India,
Iran and
U.S. nuclear hypocrisy
PressInfo #
238
March
29, 2006
By
David
Krieger,
TFF Associate*
The Bush administration has
approached nuclear nonproliferation with Iran and India
by two very different measures. Iran, a party to the
Non-Proliferation Treaty, has been threatened with
sanctions, if not actual violence, for its pursuit of
uranium enrichment, although there is no clear evidence
that Iran is pursuing a nuclear weapons program.
India, on the other hand, has now
been offered U.S. nuclear technology, although India is
not a party to the Non-Proliferation Treaty, is known to
have tested nuclear weapons and is thought to possess a
nuclear weapons arsenal of 60 to 100 weapons.
The Non-Proliferation Treaty, which
entered into force in 1970, is at the heart of worldwide
nuclear nonproliferation efforts. The United States was
one of the original signers of the treaty and was one of
the major supporters of its indefinite extension in 1995.
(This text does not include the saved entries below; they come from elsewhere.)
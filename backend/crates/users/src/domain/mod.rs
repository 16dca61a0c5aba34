//! Domain Layer
//!
//! Contains entities, value objects, and repository traits.

pub mod entity;
pub mod repository;
pub mod value_object;

// Re-exports
pub use entity::user::{NewUser, User};
pub use repository::UserRepository;
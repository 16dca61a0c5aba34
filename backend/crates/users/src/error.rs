//! Users Error Types
//!
//! Users-specific error variants that integrate with the unified
//! `kernel::error::AppError` system. The `Display` text of each client-facing
//! variant is the `detail` sent in the response body.

use std::borrow::Cow;

use axum::extract::rejection::JsonRejection;
use axum::http::StatusCode;
use axum::response::{IntoResponse, Response};
use kernel::error::{app_error::AppError, kind::ErrorKind};
use platform::mail::MailError;
use thiserror::Error;

/// Users-specific result type alias
pub type UsersResult<T> = Result<T, UsersError>;

/// Detail sent when an inactive account tries to log in
pub const ACCOUNT_NOT_VERIFIED_DETAIL: &str =
    "Your account is not verified. A verification email has been sent to your inbox.";

#[derive(Debug, Error)]
pub enum UsersError {
    /// Field-level validation failure
    #[error("{message}")]
    Validation {
        field: Cow<'static, str>,
        message: Cow<'static, str>,
    },

    /// Request body is not valid JSON for the endpoint
    #[error("JSON parse error - {0}")]
    MalformedBody(String),

    /// Email already registered
    #[error("user with this email address already exists.")]
    EmailTaken,

    /// Wrong email/password, or the account cannot log in
    #[error("No active account found with the given credentials")]
    InvalidCredentials,

    /// Login attempt on an account that was never activated
    #[error("{}", ACCOUNT_NOT_VERIFIED_DETAIL)]
    AccountNotVerified,

    /// Bearer token missing
    #[error("Authentication credentials were not provided.")]
    NotAuthenticated,

    /// JWT failed signature, expiry or type checks
    #[error("Token is invalid or expired")]
    InvalidToken,

    /// Valid token whose user is gone or inactive
    #[error("No active account found for the given token.")]
    TokenUserInactive,

    /// uid in an activation/reset link does not decode to a user
    #[error("Invalid user id or user doesn't exist.")]
    InvalidUid,

    /// Account token does not match the user or has expired
    #[error("Invalid token for given user.")]
    InvalidAccountToken,

    /// Activation link used on an account that is already active
    #[error("Stale token for given user.")]
    StaleToken,

    /// Endpoint disabled by configuration
    #[error("{0}")]
    FeatureDisabled(&'static str),

    /// Outbound email failed
    #[error("Mail error: {0}")]
    Mail(#[from] MailError),

    /// Database error
    #[error("Database error: {0}")]
    Database(#[from] sqlx::Error),

    /// Internal error
    #[error("Internal error: {0}")]
    Internal(String),
}

impl UsersError {
    pub fn validation(
        field: impl Into<Cow<'static, str>>,
        message: impl Into<Cow<'static, str>>,
    ) -> Self {
        UsersError::Validation {
            field: field.into(),
            message: message.into(),
        }
    }

    /// "This field is required."
    pub fn required(field: &'static str) -> Self {
        Self::validation(field, "This field is required.")
    }

    /// Get the HTTP status code for this error
    pub fn status_code(&self) -> StatusCode {
        match self {
            UsersError::Validation { .. }
            | UsersError::MalformedBody(_)
            | UsersError::InvalidUid
            | UsersError::InvalidAccountToken
            | UsersError::FeatureDisabled(_) => StatusCode::BAD_REQUEST,
            UsersError::EmailTaken => StatusCode::CONFLICT,
            UsersError::InvalidCredentials
            | UsersError::NotAuthenticated
            | UsersError::InvalidToken
            | UsersError::TokenUserInactive => StatusCode::UNAUTHORIZED,
            UsersError::AccountNotVerified | UsersError::StaleToken => StatusCode::FORBIDDEN,
            UsersError::Mail(_) | UsersError::Database(_) | UsersError::Internal(_) => {
                StatusCode::INTERNAL_SERVER_ERROR
            }
        }
    }

    /// Get the ErrorKind for this error
    pub fn kind(&self) -> ErrorKind {
        match self {
            UsersError::Validation { .. }
            | UsersError::MalformedBody(_)
            | UsersError::InvalidUid
            | UsersError::InvalidAccountToken
            | UsersError::FeatureDisabled(_) => ErrorKind::BadRequest,
            UsersError::EmailTaken => ErrorKind::Conflict,
            UsersError::InvalidCredentials
            | UsersError::NotAuthenticated
            | UsersError::InvalidToken
            | UsersError::TokenUserInactive => ErrorKind::Unauthorized,
            UsersError::AccountNotVerified | UsersError::StaleToken => ErrorKind::Forbidden,
            UsersError::Mail(_) | UsersError::Database(_) | UsersError::Internal(_) => {
                ErrorKind::InternalServerError
            }
        }
    }

    /// Convert to AppError
    ///
    /// Server-side failures get a generic message; their cause is logged.
    pub fn to_app_error(&self) -> AppError {
        match self {
            UsersError::Validation { field, message } => {
                AppError::bad_request(message.clone()).with_field(field.clone())
            }
            UsersError::EmailTaken => AppError::conflict(self.to_string()).with_field("email"),
            UsersError::InvalidToken => AppError::unauthorized(self.to_string())
                .with_code("token_not_valid")
                .with_action("Log in again to obtain a new token"),
            UsersError::TokenUserInactive => {
                AppError::unauthorized(self.to_string()).with_code("user_not_found")
            }
            UsersError::NotAuthenticated => {
                AppError::unauthorized(self.to_string()).with_code("not_authenticated")
            }
            UsersError::InvalidUid => AppError::bad_request(self.to_string()).with_field("uid"),
            UsersError::InvalidAccountToken => {
                AppError::bad_request(self.to_string()).with_field("token")
            }
            UsersError::StaleToken => AppError::forbidden(self.to_string()).with_field("token"),
            UsersError::Mail(_) | UsersError::Database(_) | UsersError::Internal(_) => {
                AppError::internal("A server error occurred.")
            }
            _ => AppError::new(self.kind(), self.to_string()),
        }
    }

    /// Log the error with appropriate level
    fn log(&self) {
        match self {
            UsersError::Database(e) => {
                tracing::error!(error = %e, "Users database error");
            }
            UsersError::Mail(e) => {
                tracing::error!(error = %e, "Failed to send account email");
            }
            UsersError::Internal(msg) => {
                tracing::error!(message = %msg, "Users internal error");
            }
            UsersError::InvalidCredentials => {
                tracing::warn!("Invalid login attempt");
            }
            UsersError::InvalidToken => {
                tracing::warn!("Rejected invalid or expired token");
            }
            _ => {
                tracing::debug!(error = %self, "Users error");
            }
        }
    }
}

impl IntoResponse for UsersError {
    fn into_response(self) -> Response {
        self.log();
        self.to_app_error().into_response()
    }
}

impl From<AppError> for UsersError {
    fn from(err: AppError) -> Self {
        UsersError::Internal(err.to_string())
    }
}

impl From<JsonRejection> for UsersError {
    fn from(rejection: JsonRejection) -> Self {
        UsersError::MalformedBody(rejection.body_text())
    }
}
The principal goal of the treaty is to prevent nuclear
weapons proliferation by assuring that nuclear weapons
and the materials and technology to make them are not
transferred by the nuclear weapons states to other
states.
The five nuclear weapons states
that are parties to the treaty (the United States,
Russia, the United Kingdom, France and China) all made
this pledge. They also pledged "good faith" negotiations
to achieve nuclear disarmament. The 183 nonnuclear
weapons states that are parties to the treaty pledged not
to develop or otherwise acquire nuclear weapons and the
materials and technology to make them.
A problem arises with the treaty
because it also promotes peaceful nuclear technology --
which is inherently dual-purpose, capable of being used
for peaceful or warlike purposes -- as an "inalienable
right" for all nations. Iran claims to be exercising this
right, arguing that it is pursuing uranium enrichment for
nuclear power generation and not for weapons purposes.
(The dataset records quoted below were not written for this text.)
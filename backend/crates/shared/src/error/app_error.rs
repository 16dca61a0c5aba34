//! Application Error - Unified error type for the application
//!
//! Defines [`AppError`] struct and [`AppResult<T>`] type alias.

use std::borrow::Cow;
use std::error::Error;
use std::fmt;

use super::kind::ErrorKind;

/// Unified application error
///
/// Every HTTP-facing error in the workspace ends up as an `AppError`.
/// Built with a small builder API.
///
/// ## Fields
/// * `kind` - Error classification (maps to an HTTP status code)
/// * `message` - Client-facing message, rendered as `detail`
/// * `action` - What the client should do next (optional)
/// * `field` - Request field the error refers to (optional)
/// * `code` - Machine-readable error code (optional)
/// * `source` - Underlying error (optional, for logs only)
///
/// ## Examples
/// ```rust
/// use kernel::error::{app_error::AppError, kind::ErrorKind};
///
/// let err = AppError::new(ErrorKind::NotFound, "User not found");
///
/// let err = AppError::bad_request("Enter a valid email address.")
///     .with_field("email")
///     .with_action("Please check the address and try again");
/// ```
pub struct AppError {
    kind: ErrorKind,
    message: Cow<'static, str>,
    action: Option<Cow<'static, str>>,
    field: Option<Cow<'static, str>>,
    code: Option<Cow<'static, str>>,
    source: Option<Box<dyn Error + Send + Sync + 'static>>,
}

/// Result alias for `Result<T, AppError>`
///
/// ## Examples
/// ```rust
/// use kernel::error::app_error::{AppError, AppResult};
///
/// fn find_user(id: u32) -> AppResult<String> {
///     if id == 0 {
///         return Err(AppError::not_found("User not found"));
///     }
///     Ok("Alice".to_string())
/// }
/// ```
pub type AppResult<T> = Result<T, AppError>;

impl AppError {
    // ========================================================================
    // Constructors
    // ========================================================================

    /// Create a new error of the given kind
    #[inline]
    pub fn new(kind: ErrorKind, message: impl Into<Cow<'static, str>>) -> Self {
        Self {
            kind,
            message: message.into(),
            action: None,
            field: None,
            code: None,
            source: None,
        }
    }

    // ========================================================================
    // Convenience constructors
    // ========================================================================

    /// 400 Bad Request
    #[inline]
    pub fn bad_request(message: impl Into<Cow<'static, str>>) -> Self {
        Self::new(ErrorKind::BadRequest, message)
    }

    /// 401 Unauthorized
    #[inline]
    pub fn unauthorized(message: impl Into<Cow<'static, str>>) -> Self {
        Self::new(ErrorKind::Unauthorized, message)
    }

    /// 403 Forbidden
    #[inline]
    pub fn forbidden(message: impl Into<Cow<'static, str>>) -> Self {
        Self::new(ErrorKind::Forbidden, message)
    }

    /// 404 Not Found
    #[inline]
    pub fn not_found(message: impl Into<Cow<'static, str>>) -> Self {
        Self::new(ErrorKind::NotFound, message)
    }

    /// 409 Conflict
    #[inline]
    pub fn conflict(message: impl Into<Cow<'static, str>>) -> Self {
        Self::new(ErrorKind::Conflict, message)
    }

    /// 422 Unprocessable Entity
    #[inline]
    pub fn unprocessable(message: impl Into<Cow<'static, str>>) -> Self {
        Self::new(ErrorKind::UnprocessableEntity, message)
    }

    /// 500 Internal Server Error
    #[inline]
    pub fn internal(message: impl Into<Cow<'static, str>>) -> Self {
        Self::new(ErrorKind::InternalServerError, message)
    }

    /// 503 Service Unavailable
    #[inline]
    pub fn service_unavailable(message: impl Into<Cow<'static, str>>) -> Self {
        Self::new(ErrorKind::ServiceUnavailable, message)
    }

    // ========================================================================
    // Builder methods
    // ========================================================================

    /// Attach a client-facing action hint
    #[inline]
    pub fn with_action(mut self, action: impl Into<Cow<'static, str>>) -> Self {
        self.action = Some(action.into());
        self
    }

    /// Attach the name of the offending request field
    #[inline]
    pub fn with_field(mut self, field: impl Into<Cow<'static, str>>) -> Self {
        self.field = Some(field.into());
        self
    }

    /// Attach a machine-readable error code (e.g. `token_not_valid`)
    #[inline]
    pub fn with_code(mut self, code: impl Into<Cow<'static, str>>) -> Self {
        self.code = Some(code.into());
        self
    }

    /// Attach the underlying error (debugging only, never sent to clients)
    ///
    /// ```rust
    /// use kernel::error::app_error::{AppError, AppResult};
    ///
    /// fn read_config() -> AppResult<()> {
    ///     std::fs::read_to_string("config.toml")
    ///         .map_err(|e| AppError::internal("Failed to read config").with_source(e))?;
    ///     Ok(())
    /// }
    /// ```
    #[inline]
    pub fn with_source<E>(mut self, source: E) -> Self
    where
        E: Error + Send + Sync + 'static,
    {
        self.source = Some(Box::new(source));
        self
    }

    // ========================================================================
    // Accessors
    // ========================================================================

    #[inline]
    pub fn kind(&self) -> ErrorKind {
        self.kind
    }

    /// HTTP status code
    #[inline]
    pub fn status_code(&self) -> u16 {
        self.kind.status_code()
    }

    #[inline]
    pub fn message(&self) -> &str {
        &self.message
    }

    #[inline]
    pub fn action(&self) -> Option<&str> {
        self.action.as_deref()
    }

    #[inline]
    pub fn field(&self) -> Option<&str> {
        self.field.as_deref()
    }

    #[inline]
    pub fn code(&self) -> Option<&str> {
        self.code.as_deref()
    }

    #[inline]
    pub fn is_server_error(&self) -> bool {
        self.kind.is_server_error()
    }

    #[inline]
    pub fn is_client_error(&self) -> bool {
        self.kind.is_client_error()
    }

    /// RFC 7807 problem details body
    pub fn to_problem_json(&self) -> serde_json::Value {
        let mut body = serde_json::json!({
            "type": format!("https://httpstatuses.io/{}", self.status_code()),
            "title": self.kind.as_str(),
            "status": self.status_code(),
            "detail": self.message(),
        });

        if let Some(map) = body.as_object_mut() {
            if let Some(action) = self.action() {
                map.insert("action".to_string(), action.into());
            }
            if let Some(field) = self.field() {
                map.insert("field".to_string(), field.into());
            }
            if let Some(code) = self.code() {
                map.insert("code".to_string(), code.into());
            }
        }

        body
    }
}

impl fmt::Debug for AppError {
    fn fmt(&self, f: &mut fmt::Formatter<'_>) -> fmt::Result {
        let mut builder = f.debug_struct("AppError");
        builder.field("kind", &self.kind);
        builder.field("message", &self.message);
        if let Some(action) = &self.action {
            builder.field("action", action);
        }
        if let Some(field) = &self.field {
            builder.field("field", field);
        }
        if let Some(code) = &self.code {
            builder.field("code", code);
        }
        if let Some(source) = &self.source {
            builder.field("source", source);
        }
        builder.finish()
    }
}

impl fmt::Display for AppError {
    fn fmt(&self, f: &mut fmt::Formatter<'_>) -> fmt::Result {
        write!(f, "[{}] ", self.kind)?;
        if let Some(field) = &self.field {
            write!(f, "{}: ", field)?;
        }
        write!(f, "{}", self.message)?;
        if let Some(action) = &self.action {
            write!(f, " (Action: {})", action)?;
        }
        Ok(())
    }
}

impl Error for AppError {
    fn source(&self) -> Option<&(dyn Error + 'static)> {
        self.source
            .as_ref()
            .map(|e| e.as_ref() as &(dyn Error + 'static))
    }
}

// ============================================================================
// Result extension traits
// ============================================================================

/// Lifts a foreign `Result` into [`AppResult`]
pub trait ResultExt<T, E> {
    fn map_app_err(self, kind: ErrorKind, message: impl Into<Cow<'static, str>>) -> AppResult<T>
    where
        E: Error + Send + Sync + 'static;
}

impl<T, E> ResultExt<T, E> for Result<T, E> {
    fn map_app_err(self, kind: ErrorKind, message: impl Into<Cow<'static, str>>) -> AppResult<T>
    where
        E: Error + Send + Sync + 'static,
    {
        self.map_err(|e| AppError::new(kind, message).with_source(e))
    }
}

/// Lifts an `Option` into [`AppResult`]
pub trait OptionExt<T> {
    fn ok_or_app_err(self, kind: ErrorKind, message: impl Into<Cow<'static, str>>) -> AppResult<T>;

    /// `None` becomes 404 Not Found
    fn ok_or_not_found(self, message: impl Into<Cow<'static, str>>) -> AppResult<T>;
}

impl<T> OptionExt<T> for Option<T> {
    fn ok_or_app_err(self, kind: ErrorKind, message: impl Into<Cow<'static, str>>) -> AppResult<T> {
        self.ok_or_else(|| AppError::new(kind, message))
    }

    fn ok_or_not_found(self, message: impl Into<Cow<'static, str>>) -> AppResult<T> {
        self.ok_or_app_err(ErrorKind::NotFound, message)
    }
}

#[cfg(test)]
mod tests {
    use super::*;

    #[test]
    fn test_new_error() {
        let err = AppError::new(ErrorKind::NotFound, "User not found");
        assert_eq!(err.kind(), ErrorKind::NotFound);
        assert_eq!(err.status_code(), 404);
        assert_eq!(err.message(), "User not found");
        assert!(err.action().is_none());
        assert!(err.field().is_none());
    }

    #[test]
    fn test_convenience_constructors() {
        assert_eq!(AppError::bad_request("test").status_code(), 400);
        assert_eq!(AppError::unauthorized("test").status_code(), 401);
        assert_eq!(AppError::forbidden("test").status_code(), 403);
        assert_eq!(AppError::not_found("test").status_code(), 404);
        assert_eq!(AppError::conflict("test").status_code(), 409);
        assert_eq!(AppError::unprocessable("test").status_code(), 422);
        assert_eq!(AppError::internal("test").status_code(), 500);
        assert_eq!(AppError::service_unavailable("test").status_code(), 503);
    }

    #[test]
    fn test_with_field_and_code() {
        let err = AppError::unauthorized("Token is invalid or expired")
            .with_field("token")
            .with_code("token_not_valid");
        assert_eq!(err.field(), Some("token"));
        assert_eq!(err.code(), Some("token_not_valid"));
    }

    #[test]
    fn test_with_source() {
        let io_err = std::io::Error::new(std::io::ErrorKind::NotFound, "file not found");
        let err = AppError::internal("Failed to read file").with_source(io_err);
        assert!(err.source().is_some());
    }

    #[test]
    fn test_display() {
        let err = AppError::not_found("User not found");
        assert_eq!(err.to_string(), "[Not Found] User not found");

        let err = AppError::bad_request("This field is required.").with_field("email");
        assert_eq!(err.to_string(), "[Bad Request] email: This field is required.");
    }

    #[test]
    fn test_problem_json() {
        let err = AppError::forbidden("Your account is not verified.");
        let body = err.to_problem_json();
        assert_eq!(body["status"], 403);
        assert_eq!(body["title"], "Forbidden");
        assert_eq!(body["detail"], "Your account is not verified.");
        assert!(body.get("action").is_none());
        assert!(body.get("code").is_none());

        let body = AppError::unauthorized("Token is invalid or expired")
            .with_code("token_not_valid")
            .to_problem_json();
        assert_eq!(body["code"], "token_not_valid");
    }

    #[test]
    fn test_result_ext() {
        let result: Result<i32, std::io::Error> = Err(std::io::Error::new(
            std::io::ErrorKind::NotFound,
            "not found",
        ));
        let app_result = result.map_app_err(ErrorKind::NotFound, "Resource not found");
        assert_eq!(app_result.unwrap_err().status_code(), 404);
    }

    #[test]
    fn test_option_ext() {
        let none: Option<i32> = None;
        assert_eq!(none.ok_or_not_found("Item not found").unwrap_err().status_code(), 404);

        let some: Option<i32> = Some(42);
        assert_eq!(some.ok_or_not_found("Item not found").unwrap(), 42);
    }
}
The Bush administration disputes this claim and insists
Iran must stop enriching uranium altogether, a policy
inconsistent with its proposed deal with India, a country
that has already developed nuclear weapons.
India never became a party to the
Non-Proliferation Treaty, and conducted its first nuclear
test in 1974, which it claimed was for peaceful purposes.
India did not test again until 1998, when it conducted a
series of nuclear tests and announced to the world that
it had become a nuclear weapons state. Pakistan followed
India with nuclear tests of its own. While India and
Pakistan were not restricted by the Non-Proliferation
Treaty because they had never joined the treaty, they
were initially sanctioned by the United States and other
states for going nuclear. But now this has changed.
Mr. Bush wants to provide nuclear
technology to India in exchange for India's allowing
international safeguards by 2014 at 14 of its 22 existing
civilian nuclear power reactors. This makes little sense,
as it would leave eight of India's civilian reactors
without safeguards, including those in its fast breeder
program that would generate nuclear materials that could
be used in weapons programs.
The Bush administration seeks to
reward India for noncooperation with the treaty and for
developing a nuclear weapons arsenal, while Iran is
threatened with punishment for being part of the treaty
and seeking to exercise its rights under the treaty. The
implications of the hypocritical U.S. approach to
proliferation are to leave countries questioning whether
their participation in the Non-Proliferation Treaty is
worthwhile. This approach is likely to lead to a major
breakdown of the Non-Proliferation Treaty and the
international regime that supports it.
To prevent such a breakdown, a
number of important steps should be taken, which will
require U.S. leadership. First, there should be a
worldwide moratorium on uranium enrichment and plutonium
reprocessing, subject to international inspections and
verification. This means a moratorium by all countries,
including the United States and other nuclear weapons
states.
Second, all current stocks of
weapons-usable uranium and plutonium in all countries
should be placed under strict international
controls.
Third, there should be no "nuclear
deal" with India until India agrees to give up its
nuclear weapons program and dismantle its nuclear
arsenal. Congress should turn Bush down flat on this
poorly conceived and opportunistic deal.
Fourth, the United States should
give up its plans to develop new nuclear weapons such as
the Reliable Replacement Warhead program, which signal to
the rest of the world that the United States intends to
keep its nuclear arsenal indefinitely.
Fifth, the Non-Proliferation Treaty
should be replaced by two new treaties: a Treaty to
Eliminate Nuclear Weapons, which sets forth a workable
plan for the phased elimination of all nuclear weapons
under strict international controls, and an International
Sustainable Energy Agency that develops and promotes
sustainable energy sources (solar, wind, tidal and
geothermal) that can replace both fossil fuels and
nuclear energy.
The alternative to this ambitious
agenda, or one similar to it, is a world in nuclear
chaos, in which extremist terrorist organizations may be
the greatest beneficiaries. This is the direction in
which current U.S. nuclear policy, with its flagrant
disregard for international law, is leading us. The
double standards in U.S. dealings with Iran and India are
the latest evidence of the extent to which this policy is
misguided.
*
David Krieger is president
of the Nuclear
Age Peace Foundation and a
leader in the global movement to abolish nuclear weapons.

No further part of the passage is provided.